Lines with "core": report how many there are in the listing below, giving the number and nothing else.

MATERIAL PROVIDED →
-------
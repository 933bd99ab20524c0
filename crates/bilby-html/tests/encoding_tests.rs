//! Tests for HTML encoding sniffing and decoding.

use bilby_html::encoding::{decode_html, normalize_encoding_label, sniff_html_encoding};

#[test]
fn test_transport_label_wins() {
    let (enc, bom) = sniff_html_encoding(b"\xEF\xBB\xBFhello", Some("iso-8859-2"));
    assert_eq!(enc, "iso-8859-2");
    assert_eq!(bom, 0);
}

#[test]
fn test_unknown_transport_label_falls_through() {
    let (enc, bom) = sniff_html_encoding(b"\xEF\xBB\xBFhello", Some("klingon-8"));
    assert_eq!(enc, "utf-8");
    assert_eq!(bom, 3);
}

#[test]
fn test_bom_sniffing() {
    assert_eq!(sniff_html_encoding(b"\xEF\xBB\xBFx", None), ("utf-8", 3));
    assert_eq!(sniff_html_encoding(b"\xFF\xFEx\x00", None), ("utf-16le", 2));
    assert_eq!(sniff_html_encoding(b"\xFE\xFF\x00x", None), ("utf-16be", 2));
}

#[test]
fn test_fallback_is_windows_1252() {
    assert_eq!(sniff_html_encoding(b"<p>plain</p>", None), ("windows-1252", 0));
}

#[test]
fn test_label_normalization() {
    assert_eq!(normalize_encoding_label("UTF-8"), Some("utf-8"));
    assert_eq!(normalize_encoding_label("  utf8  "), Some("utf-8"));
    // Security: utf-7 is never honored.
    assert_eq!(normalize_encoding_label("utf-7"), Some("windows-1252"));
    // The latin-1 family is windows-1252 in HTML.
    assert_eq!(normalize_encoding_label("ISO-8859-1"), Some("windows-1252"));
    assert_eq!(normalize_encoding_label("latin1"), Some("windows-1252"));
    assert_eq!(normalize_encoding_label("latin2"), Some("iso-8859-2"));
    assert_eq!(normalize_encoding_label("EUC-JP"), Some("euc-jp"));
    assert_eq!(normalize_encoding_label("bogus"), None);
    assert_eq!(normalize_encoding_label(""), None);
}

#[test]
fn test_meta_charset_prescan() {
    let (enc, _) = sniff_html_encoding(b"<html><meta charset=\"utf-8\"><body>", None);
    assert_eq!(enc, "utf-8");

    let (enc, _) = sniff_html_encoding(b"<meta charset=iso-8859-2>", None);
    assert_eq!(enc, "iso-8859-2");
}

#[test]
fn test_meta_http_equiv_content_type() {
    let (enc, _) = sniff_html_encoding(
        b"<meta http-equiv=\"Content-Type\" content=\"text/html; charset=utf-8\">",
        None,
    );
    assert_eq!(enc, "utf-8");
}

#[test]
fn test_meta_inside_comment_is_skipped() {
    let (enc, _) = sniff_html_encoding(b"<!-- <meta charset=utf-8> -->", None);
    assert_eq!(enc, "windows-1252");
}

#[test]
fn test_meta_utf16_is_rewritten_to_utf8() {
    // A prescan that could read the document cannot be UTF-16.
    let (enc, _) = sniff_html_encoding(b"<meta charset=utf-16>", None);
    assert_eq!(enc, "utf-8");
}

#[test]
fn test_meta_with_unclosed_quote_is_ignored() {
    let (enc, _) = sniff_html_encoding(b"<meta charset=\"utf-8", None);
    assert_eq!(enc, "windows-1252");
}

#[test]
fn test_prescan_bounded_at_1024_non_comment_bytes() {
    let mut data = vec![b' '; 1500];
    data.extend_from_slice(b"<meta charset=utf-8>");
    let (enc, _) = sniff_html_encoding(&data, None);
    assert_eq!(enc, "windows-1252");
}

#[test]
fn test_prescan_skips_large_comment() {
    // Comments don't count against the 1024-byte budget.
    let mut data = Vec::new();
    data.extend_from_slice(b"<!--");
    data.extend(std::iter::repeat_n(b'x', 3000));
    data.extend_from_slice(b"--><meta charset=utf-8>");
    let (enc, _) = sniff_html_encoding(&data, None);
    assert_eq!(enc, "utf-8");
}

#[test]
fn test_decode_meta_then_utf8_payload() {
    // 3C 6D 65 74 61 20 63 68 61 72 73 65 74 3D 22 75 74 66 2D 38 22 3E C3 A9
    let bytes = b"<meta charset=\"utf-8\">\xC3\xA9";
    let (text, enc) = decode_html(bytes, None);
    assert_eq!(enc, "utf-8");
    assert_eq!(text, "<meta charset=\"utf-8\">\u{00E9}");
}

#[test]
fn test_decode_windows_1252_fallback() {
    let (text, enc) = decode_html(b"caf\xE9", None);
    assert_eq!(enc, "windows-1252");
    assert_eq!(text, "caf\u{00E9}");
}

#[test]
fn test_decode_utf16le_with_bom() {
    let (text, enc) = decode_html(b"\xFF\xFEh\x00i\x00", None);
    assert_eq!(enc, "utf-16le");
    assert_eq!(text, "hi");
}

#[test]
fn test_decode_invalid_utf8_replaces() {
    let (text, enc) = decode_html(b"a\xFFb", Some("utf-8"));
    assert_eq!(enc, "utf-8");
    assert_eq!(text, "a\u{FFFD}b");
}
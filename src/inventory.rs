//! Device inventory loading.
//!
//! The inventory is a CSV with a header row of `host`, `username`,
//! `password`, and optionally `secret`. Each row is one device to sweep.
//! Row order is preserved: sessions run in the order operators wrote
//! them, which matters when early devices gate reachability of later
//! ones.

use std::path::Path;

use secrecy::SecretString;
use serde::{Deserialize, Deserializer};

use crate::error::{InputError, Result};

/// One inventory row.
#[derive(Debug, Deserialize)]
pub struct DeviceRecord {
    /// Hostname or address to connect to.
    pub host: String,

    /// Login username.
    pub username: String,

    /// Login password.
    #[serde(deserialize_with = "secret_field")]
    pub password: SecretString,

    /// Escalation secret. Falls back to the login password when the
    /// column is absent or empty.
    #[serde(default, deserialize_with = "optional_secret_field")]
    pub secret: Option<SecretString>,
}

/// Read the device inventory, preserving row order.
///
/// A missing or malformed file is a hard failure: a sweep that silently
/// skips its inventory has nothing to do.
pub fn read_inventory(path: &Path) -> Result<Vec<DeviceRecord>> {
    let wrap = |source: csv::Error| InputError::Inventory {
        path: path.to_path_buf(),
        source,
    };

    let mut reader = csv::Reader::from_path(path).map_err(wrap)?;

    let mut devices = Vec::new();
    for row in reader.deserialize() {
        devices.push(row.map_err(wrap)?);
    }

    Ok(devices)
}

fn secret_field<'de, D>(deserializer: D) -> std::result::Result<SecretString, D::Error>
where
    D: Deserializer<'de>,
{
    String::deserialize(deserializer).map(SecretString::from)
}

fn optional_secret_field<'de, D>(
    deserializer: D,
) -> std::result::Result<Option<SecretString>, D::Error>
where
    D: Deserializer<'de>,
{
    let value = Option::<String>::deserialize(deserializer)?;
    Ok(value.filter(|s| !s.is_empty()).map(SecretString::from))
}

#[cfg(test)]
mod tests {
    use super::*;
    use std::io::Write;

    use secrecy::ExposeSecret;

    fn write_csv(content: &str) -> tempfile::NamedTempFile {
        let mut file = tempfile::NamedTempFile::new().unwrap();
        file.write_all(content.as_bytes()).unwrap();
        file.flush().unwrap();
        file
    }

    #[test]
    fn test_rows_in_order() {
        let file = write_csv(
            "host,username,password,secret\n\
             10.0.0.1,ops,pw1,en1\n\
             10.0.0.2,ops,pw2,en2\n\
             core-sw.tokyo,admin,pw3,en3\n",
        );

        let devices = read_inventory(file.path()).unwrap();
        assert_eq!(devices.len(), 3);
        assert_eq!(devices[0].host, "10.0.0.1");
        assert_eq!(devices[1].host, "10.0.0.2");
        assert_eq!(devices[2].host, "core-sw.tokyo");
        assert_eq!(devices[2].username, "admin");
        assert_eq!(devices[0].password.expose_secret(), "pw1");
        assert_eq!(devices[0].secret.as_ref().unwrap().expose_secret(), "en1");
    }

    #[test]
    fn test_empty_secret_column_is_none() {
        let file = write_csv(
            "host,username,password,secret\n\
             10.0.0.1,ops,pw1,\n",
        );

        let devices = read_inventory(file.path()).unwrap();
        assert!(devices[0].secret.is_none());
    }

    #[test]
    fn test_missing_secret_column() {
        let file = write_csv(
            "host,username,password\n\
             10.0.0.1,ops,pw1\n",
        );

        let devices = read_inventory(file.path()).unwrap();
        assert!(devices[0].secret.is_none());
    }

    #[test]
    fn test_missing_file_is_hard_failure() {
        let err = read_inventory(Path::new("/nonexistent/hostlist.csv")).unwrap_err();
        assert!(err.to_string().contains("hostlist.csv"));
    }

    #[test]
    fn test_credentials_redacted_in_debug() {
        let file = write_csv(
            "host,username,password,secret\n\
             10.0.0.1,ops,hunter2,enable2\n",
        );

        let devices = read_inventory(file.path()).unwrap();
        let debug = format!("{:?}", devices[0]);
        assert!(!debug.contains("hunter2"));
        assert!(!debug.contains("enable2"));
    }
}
-------
ANSWER SECTION →
2